In the data below, find every line with the word "into" and copy it out.

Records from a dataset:

□ □ □

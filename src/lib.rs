//! rowdock - A strict, schema-validating batch ingestion and table snapshot service
//!
//! Untrusted batches of tabular records are validated against per-table
//! schemas, partitioned into accepted and rejected sets, and bulk-inserted
//! into a relational store as one transaction. Full tables can be exported
//! to Parquet snapshots in object storage and rebuilt from them.

pub mod api;
pub mod blob;
pub mod cli;
pub mod ingest;
pub mod observability;
pub mod reports;
pub mod restore;
pub mod schema;
pub mod snapshot;
pub mod store;
pub mod validate;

□ □ □

EXERCISE RESPONSE
//! schemas, partitioned into accepted and rejected sets, and bulk-inserted
//! into a relational store as one transaction. Full tables can be exported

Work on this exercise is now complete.